Los riesgos de devolver el dinero por tu cuenta:
- Lavado de dinero: Podrías estar ayudando a delincuentes a “blanquear” fondos robados de otras cuentas, convirtiéndote en un eslabón de la estafa triangular.
- Pérdida de fondos propios: Como vimos en los casos de Córdoba y Chubut, si el depósito inicial es falso, cualquier dinero que envíes sale de tu propio bolsillo.
- Acceso a tus datos: Al interactuar con estas personas, podés ser víctima de phishing, donde buscan obtener tus claves o tokens para vaciarte la cuenta.
Consejos para evitar caer en la estafa
La prevención es la herramienta más poderosa. Aquí te dejamos una lista de recomendaciones prácticas para que protejas tu dinero y sepas cómo actuar si te encontrás en una situación sospechosa.
1. Verificá siempre tu saldo real
Nunca confíes en un comprobante enviado por WhatsApp o email, ya que pueden ser editados fácilmente con herramientas de diseño. Antes de hacer cualquier movimiento, entrá a tu home banking o app oficial y chequeá que el dinero realmente figure en tu saldo disponible.
2. No realices acciones bajo presión
Los estafadores apelan a la urgencia, el llanto o las amenazas (como decirte que te van a denunciar). Si te sentís presionado, hacé una pausa. Tómate un minuto antes de actuar. Las entidades bancarias y las personas de bien nunca te amenazarán de esa manera para resolver un error de esta naturaleza.
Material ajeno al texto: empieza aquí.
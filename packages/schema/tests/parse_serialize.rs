//! Parser and serializer working together on realistic markup

use tabula_schema::{
    serialize_node, DomParser, MarkKind, Node, NodeKind, Schema, SchemaError, SerializeOptions,
};

fn parse(html: &str) -> Node {
    DomParser::from_schema(Schema::standard().unwrap()).parse_html(html)
}

#[test]
fn test_parsed_documents_pass_deep_validation() {
    let inputs = [
        "",
        "plain text",
        "<p>a<br>b</p><hr><blockquote><p>q</p></blockquote>",
        "<div>loose <b>bold</b><table><tr><td>x</td></tr></table></div>",
        r#"<table><tbody><tr><th>H</th></tr><tr><td><table><tr><td></td></tr></table></td></tr></tbody></table>"#,
        "<pre>code <b>not bold</b></pre>",
        "<table></table><p>after empty table</p>",
        "<span>outside block</span>",
    ];

    let schema = Schema::standard().unwrap();
    for html in inputs {
        let doc = parse(html);
        assert_eq!(schema.check(&doc), Ok(()), "invalid tree for {:?}", html);
    }
}

#[test]
fn test_empty_table_is_dropped() {
    let doc = parse("<table></table><p>after empty table</p>");
    assert_eq!(doc.count(NodeKind::Table), 0);
    assert_eq!(doc.content[0].text_content(), "after empty table");
}

#[test]
fn test_code_block_drops_marks() {
    let doc = parse("<pre>code <b>not bold</b></pre>");
    let code = &doc.content[0];
    assert_eq!(code.kind, NodeKind::CodeBlock);
    assert_eq!(code.child_count(), 1);
    assert!(code.content[0].marks.is_empty());
}

#[test]
fn test_serialized_document_parses_back_to_same_tree() {
    let html = r#"
        <h2>Report</h2>
        <p>Some <em>styled</em> <a href="https://example.com" title="site">text</a></p>
        <div class="note" style="color: gray">Photos: <span class="count">3</span></div>
        <table>
          <tr><th colspan="2" data-colwidth="120,80">Header</th></tr>
          <tr><td align="left">A</td><td><table><tr><td>inner</td></tr></table></td></tr>
        </table>
    "#;

    let first = parse(html);
    let rendered = serialize_node(&first, SerializeOptions::default());
    let second = parse(&rendered);
    assert_eq!(first, second);

    // Pretty output is whitespace-only different
    let pretty = serialize_node(&first, SerializeOptions::pretty());
    assert_eq!(parse(&pretty), first);
}

#[test]
fn test_link_mark_attrs_in_json() {
    let doc = parse(r#"<p><a href="/x">go</a></p>"#);
    let text = &doc.content[0].content[0];
    assert_eq!(text.marks[0].kind, MarkKind::Link);

    let json = serde_json::to_value(text).unwrap();
    assert_eq!(json["type"], "text");
    assert_eq!(json["marks"][0]["type"], "link");
    assert_eq!(json["marks"][0]["attrs"]["href"], "/x");
}

#[test]
fn test_document_json_deserializes_and_checks() {
    let json = serde_json::json!({
        "type": "doc",
        "content": [{
            "type": "table",
            "content": [{
                "type": "table_row",
                "content": []
            }]
        }]
    });

    let doc: Node = serde_json::from_value(json).unwrap();
    let err = Schema::standard().unwrap().check(&doc).unwrap_err();
    assert!(matches!(err, SchemaError::InvalidContent { kind: NodeKind::TableRow, .. }));
}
3. Utilizá los canales oficiales
Si recibís un dinero que no te corresponde, no lo toques. Comunicate vos mismo con el banco a través de sus números oficiales. Nunca aceptes una llamada que supuestamente viene del banco tras un problema de transferencia; recordá que el cliente debe ser quien origine la llamada para garantizar que habla con un representante real.
4. Pedí la reversión de la transferencia
Lo correcto es informar al banco que recibiste un depósito por error y solicitar que ellos realicen la reversión oficial de los fondos. De esta manera, el banco se encarga de devolver el dinero a la cuenta de origen de forma legal y segura, dejando un registro que demuestra tu buena fe ante cualquier investigación futura.
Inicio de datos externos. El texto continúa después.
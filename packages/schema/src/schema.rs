//! # Node Registry
//!
//! The schema is a fixed registry: one [`NodeSpec`] per [`NodeKind`],
//! produced by a match and validated once when the schema is built.
//!
//! Besides the basic document nodes, the registry carries:
//! - styled `div` / `span` nodes and an `image` node that keep their HTML
//!   presentation attributes (style, class, align, ...)
//! - table nodes whose cells keep `style`, `class`, `align`, `valign`,
//!   `width` and `height` as pass-through data

use crate::content::{ContentRule, Group, Target};
use crate::error::{SchemaError, SchemaResult};
use crate::node::{join_text_nodes, Attrs, Mark, Node, NodeKind};
use serde_json::Value;
use std::sync::OnceLock;

const CELL_KINDS: &[NodeKind] = &[NodeKind::TableCell, NodeKind::TableHeader];

/// HTML attributes table cells pass through untouched
pub const CELL_PASSTHROUGH_ATTRS: [&str; 6] = ["style", "class", "align", "valign", "width", "height"];

/// Attribute declaration. A spec without a default is required.
#[derive(Debug, Clone, PartialEq)]
pub struct AttrSpec {
    pub name: &'static str,
    pub default: Option<Value>,
}

impl AttrSpec {
    pub fn optional(name: &'static str) -> Self {
        Self {
            name,
            default: Some(Value::Null),
        }
    }

    pub fn with_default(name: &'static str, default: Value) -> Self {
        Self {
            name,
            default: Some(default),
        }
    }

    pub fn required(name: &'static str) -> Self {
        Self { name, default: None }
    }

    pub fn is_required(&self) -> bool {
        self.default.is_none()
    }
}

/// Registry entry for one node kind
#[derive(Debug, Clone)]
pub struct NodeSpec {
    pub kind: NodeKind,
    pub content: ContentRule,
    pub attrs: Vec<AttrSpec>,
    /// Whether text inside this node may carry marks
    pub marks: bool,
}

impl NodeSpec {
    pub fn for_kind(kind: NodeKind) -> Self {
        let inline_star = || ContentRule::zero_or_more(Target::Group(Group::Inline));
        let block_plus = || ContentRule::one_or_more(Target::Group(Group::Block));

        let (content, attrs) = match kind {
            NodeKind::Doc | NodeKind::Blockquote => (block_plus(), vec![]),
            NodeKind::Paragraph => (inline_star(), vec![]),
            NodeKind::HorizontalRule | NodeKind::Text | NodeKind::HardBreak => {
                (ContentRule::leaf(), vec![])
            }
            NodeKind::Heading => (
                inline_star(),
                vec![AttrSpec::with_default("level", Value::from(1))],
            ),
            NodeKind::CodeBlock => (ContentRule::zero_or_more(Target::Kind(NodeKind::Text)), vec![]),
            NodeKind::Image => (
                ContentRule::leaf(),
                vec![
                    AttrSpec::required("src"),
                    AttrSpec::optional("alt"),
                    AttrSpec::optional("title"),
                    AttrSpec::optional("style"),
                    AttrSpec::optional("width"),
                    AttrSpec::optional("height"),
                    AttrSpec::optional("class"),
                ],
            ),
            NodeKind::Div => (
                inline_star(),
                vec![
                    AttrSpec::optional("style"),
                    AttrSpec::optional("class"),
                    AttrSpec::optional("align"),
                ],
            ),
            NodeKind::Span => (
                ContentRule::zero_or_more(Target::Kind(NodeKind::Text)),
                vec![AttrSpec::optional("style"), AttrSpec::optional("class")],
            ),
            NodeKind::Table => (ContentRule::one_or_more(Target::Kind(NodeKind::TableRow)), vec![]),
            NodeKind::TableRow => (ContentRule::one_or_more(Target::AnyOf(CELL_KINDS)), vec![]),
            NodeKind::TableCell | NodeKind::TableHeader => {
                let mut attrs = vec![
                    AttrSpec::with_default("colspan", Value::from(1)),
                    AttrSpec::with_default("rowspan", Value::from(1)),
                    AttrSpec::optional("colwidth"),
                ];
                attrs.extend(CELL_PASSTHROUGH_ATTRS.iter().map(|name| AttrSpec::optional(*name)));
                (block_plus(), attrs)
            }
        };

        Self {
            kind,
            content,
            attrs,
            marks: kind != NodeKind::CodeBlock,
        }
    }

    pub fn has_required_attrs(&self) -> bool {
        self.attrs.iter().any(AttrSpec::is_required)
    }

    /// Can be produced out of nothing when a parent requires it
    pub fn is_fillable(&self) -> bool {
        self.kind != NodeKind::Text && !self.has_required_attrs() && self.content.accepts_empty()
    }
}

/// Document schema
#[derive(Debug, Clone)]
pub struct Schema {
    specs: Vec<NodeSpec>,
}

static STANDARD: OnceLock<SchemaResult<Schema>> = OnceLock::new();

impl Schema {
    /// Build and validate the registry
    pub fn new() -> SchemaResult<Self> {
        let schema = Self {
            specs: NodeKind::ALL.iter().map(|k| NodeSpec::for_kind(*k)).collect(),
        };
        schema.validate_registry()?;
        Ok(schema)
    }

    /// Process-wide schema, validated on first use
    pub fn standard() -> SchemaResult<&'static Schema> {
        STANDARD.get_or_init(Schema::new).as_ref().map_err(Clone::clone)
    }

    fn validate_registry(&self) -> SchemaResult<()> {
        for (index, spec) in self.specs.iter().enumerate() {
            if NodeKind::ALL[index] != spec.kind {
                return Err(SchemaError::InvalidRegistry(format!(
                    "spec for {} registered at slot of {}",
                    spec.kind,
                    NodeKind::ALL[index]
                )));
            }

            for term in &spec.content.terms {
                if term.target.candidates().next().is_none() {
                    return Err(SchemaError::InvalidRegistry(format!(
                        "content of {} references {} which matches no node kind",
                        spec.kind, term.target
                    )));
                }
            }

            let mut seen = Vec::new();
            for attr in &spec.attrs {
                if seen.contains(&attr.name) {
                    return Err(SchemaError::InvalidRegistry(format!(
                        "duplicate attribute '{}' on {}",
                        attr.name, spec.kind
                    )));
                }
                seen.push(attr.name);
            }
        }

        if !self.spec(NodeKind::Doc).content.allows(NodeKind::Paragraph) {
            return Err(SchemaError::InvalidRegistry(
                "doc must accept paragraphs".to_string(),
            ));
        }

        Ok(())
    }

    pub fn spec(&self, kind: NodeKind) -> &NodeSpec {
        &self.specs[kind as usize]
    }

    /// Resolve attributes against the spec: defaults for omitted attributes,
    /// unknown attributes dropped
    pub fn compute_attrs(&self, kind: NodeKind, attrs: Option<Attrs>) -> SchemaResult<Attrs> {
        let mut given = attrs.unwrap_or_default();
        let mut out = Attrs::new();

        for spec in &self.spec(kind).attrs {
            match given.remove(spec.name) {
                Some(value) => {
                    out.insert(spec.name.to_string(), value);
                }
                None => match &spec.default {
                    Some(default) => {
                        out.insert(spec.name.to_string(), default.clone());
                    }
                    None => return Err(SchemaError::missing_attribute(kind, spec.name)),
                },
            }
        }

        Ok(out)
    }

    /// Checked construction: content must already satisfy the rule
    pub fn node(&self, kind: NodeKind, attrs: Option<Attrs>, content: Vec<Node>) -> SchemaResult<Node> {
        if kind == NodeKind::Text {
            return Err(SchemaError::invalid_content(kind, "use Schema::text for text nodes"));
        }
        let attrs = self.compute_attrs(kind, attrs)?;
        let content = join_text_nodes(content);

        self.spec(kind)
            .content
            .validate(&content)
            .map_err(|message| SchemaError::invalid_content(kind, message))?;
        self.check_marks(kind, &content)?;

        Ok(Node::raw(kind, attrs, content))
    }

    /// Construct a node, filling in required content that was left out.
    /// Returns `None` when the content can't be made valid.
    pub fn create_and_fill(&self, kind: NodeKind, attrs: Option<Attrs>, content: Vec<Node>) -> Option<Node> {
        if kind == NodeKind::Text {
            return None;
        }
        let attrs = self.compute_attrs(kind, attrs).ok()?;
        let content = join_text_nodes(content);
        let content = self
            .spec(kind)
            .content
            .fill(content, |target| self.default_fill(target))?;

        if self.check_marks(kind, &content).is_err() {
            return None;
        }
        Some(Node::raw(kind, attrs, content))
    }

    /// Create a text node; empty text is rejected
    pub fn text(&self, text: impl Into<String>, marks: Vec<Mark>) -> SchemaResult<Node> {
        let text = text.into();
        if text.is_empty() {
            return Err(SchemaError::EmptyText);
        }
        Ok(Node::raw_text(text, marks))
    }

    /// Paragraph holding a single unmarked text leaf, or an empty paragraph
    pub fn paragraph(&self, text: &str) -> SchemaResult<Node> {
        let content = if text.is_empty() {
            vec![]
        } else {
            vec![self.text(text, vec![])?]
        };
        self.node(NodeKind::Paragraph, None, content)
    }

    fn fill_kind(&self, target: &Target) -> Option<NodeKind> {
        target.candidates().find(|k| self.spec(*k).is_fillable())
    }

    /// Node inserted when a required child is missing. Only kinds that are
    /// valid without content qualify, so filling never recurses.
    pub fn default_fill(&self, target: &Target) -> Option<Node> {
        let kind = self.fill_kind(target)?;
        let attrs = self.compute_attrs(kind, None).ok()?;
        Some(Node::raw(kind, attrs, Vec::new()))
    }

    /// Deep validation of a tree
    pub fn check(&self, node: &Node) -> SchemaResult<()> {
        if node.kind == NodeKind::Text {
            return match node.text.as_deref() {
                Some(text) if !text.is_empty() => Ok(()),
                _ => Err(SchemaError::EmptyText),
            };
        }

        for spec in &self.spec(node.kind).attrs {
            if spec.is_required() && !node.attrs.contains_key(spec.name) {
                return Err(SchemaError::missing_attribute(node.kind, spec.name));
            }
        }

        self.spec(node.kind)
            .content
            .validate(&node.content)
            .map_err(|message| SchemaError::invalid_content(node.kind, message))?;
        self.check_marks(node.kind, &node.content)?;

        node.content.iter().try_for_each(|child| self.check(child))
    }

    fn check_marks(&self, kind: NodeKind, content: &[Node]) -> SchemaResult<()> {
        if self.spec(kind).marks {
            return Ok(());
        }
        match content.iter().flat_map(|n| n.marks.iter()).next() {
            Some(mark) => Err(SchemaError::MarkNotAllowed {
                kind,
                mark: mark.kind.name().to_string(),
            }),
            None => Ok(()),
        }
    }
}

#[cfg(test)]
mod tests {
    use super::*;
    use crate::node::MarkKind;

    fn schema() -> &'static Schema {
        Schema::standard().unwrap()
    }

    #[test]
    fn test_registry_is_valid() {
        assert!(Schema::new().is_ok());
    }

    #[test]
    fn test_cell_attrs_default_to_null() {
        let attrs = schema().compute_attrs(NodeKind::TableCell, None).unwrap();
        assert_eq!(attrs["colspan"], 1);
        assert_eq!(attrs["rowspan"], 1);
        for name in CELL_PASSTHROUGH_ATTRS {
            assert_eq!(attrs[name], Value::Null, "{} should default to null", name);
        }
    }

    #[test]
    fn test_unknown_attrs_are_dropped() {
        let mut given = Attrs::new();
        given.insert("style".to_string(), Value::from("color: red"));
        given.insert("onclick".to_string(), Value::from("alert(1)"));

        let attrs = schema().compute_attrs(NodeKind::Div, Some(given)).unwrap();
        assert_eq!(attrs["style"], "color: red");
        assert!(!attrs.contains_key("onclick"));
    }

    #[test]
    fn test_image_requires_src() {
        let err = schema().node(NodeKind::Image, None, vec![]).unwrap_err();
        assert_eq!(err, SchemaError::missing_attribute(NodeKind::Image, "src"));
    }

    #[test]
    fn test_create_and_fill_cell_adds_paragraph() {
        let cell = schema().create_and_fill(NodeKind::TableCell, None, vec![]).unwrap();
        assert_eq!(cell.child_count(), 1);
        assert_eq!(cell.content[0].kind, NodeKind::Paragraph);
        assert_eq!(cell.content[0].child_count(), 0);
    }

    #[test]
    fn test_create_and_fill_row_without_cells_fails() {
        assert!(schema().create_and_fill(NodeKind::TableRow, None, vec![]).is_none());
        assert!(schema().create_and_fill(NodeKind::Table, None, vec![]).is_none());
    }

    #[test]
    fn test_create_and_fill_rejects_wrong_children() {
        let para = schema().paragraph("x").unwrap();
        assert!(schema().create_and_fill(NodeKind::TableRow, None, vec![para]).is_none());
    }

    #[test]
    fn test_code_block_rejects_marks() {
        let bold = schema().text("x", vec![Mark::new(MarkKind::Strong)]).unwrap();
        let err = schema().node(NodeKind::CodeBlock, None, vec![bold]).unwrap_err();
        assert!(matches!(err, SchemaError::MarkNotAllowed { .. }));
    }

    #[test]
    fn test_empty_text_rejected() {
        assert_eq!(schema().text("", vec![]), Err(SchemaError::EmptyText));
    }

    #[test]
    fn test_check_walks_subtree() {
        let cell = schema().create_and_fill(NodeKind::TableCell, None, vec![]).unwrap();
        let row = schema().node(NodeKind::TableRow, None, vec![cell]).unwrap();
        let mut table = schema().node(NodeKind::Table, None, vec![row]).unwrap();
        assert!(schema().check(&table).is_ok());

        // Break the innermost cell
        table.content[0].content[0].content.clear();
        assert!(schema().check(&table).is_err());
    }
}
5. Protegé tus datos personales
Bajo ninguna circunstancia entregues:
- Usuarios o claves de home banking.
- Números de Token o códigos de seguridad que lleguen por SMS.
- Fotos de tu DNI o datos de tarjetas.
- No ingreses a enlaces (links) sospechosos que te envíen por correo o WhatsApp.
6. Mejorá la seguridad de tus cuentas
- Usá contraseñas fuertes que combine letras, números y símbolos.
- No uses la misma clave para todo.
- Evitá realizar transacciones bancarias conectado a redes Wi-Fi públicas.
- Mantené las aplicaciones de tu celular siempre actualizadas.

¿Qué deberías hacer si ya fuiste víctima?
Si ya realizaste la transferencia o sospechás que han accedido a tu cuenta, debés actuar con rapidez para minimizar los daños:
- Contactá a tu banco inmediatamente: Reportá la estafa para que puedan bloquear tus cuentas y tarjetas, evitando que sigan sacando dinero o pidiendo préstamos.
- Cambiá todas tus claves: Modificá las contraseñas de tu correo electrónico y de todas tus aplicaciones financieras desde un dispositivo seguro.
- Realizá la denuncia policial: Acercate a la comisaría más cercana o a una fiscalía especializada en cibercrimen. Guardá todas las pruebas: capturas de pantalla de los chats, comprobantes, números de teléfono y alias de las cuentas a las que enviaste dinero.
- Revisá tus dispositivos: Pasá un antivirus por tu celular o computadora para descartar que te hayan instalado algún software malicioso (malware).
Educarse y estar alerta es la mejor defensa en el mundo digital. Compartir esta información con amigos y familiares, especialmente con adultos mayores que suelen ser blanco frecuente de estos engaños, puede salvar los ahorros de toda una vida. Recordá: ante una transferencia inesperada, la regla de oro es no devolverla por tu cuenta y gestionar todo a través de tu entidad bancaria.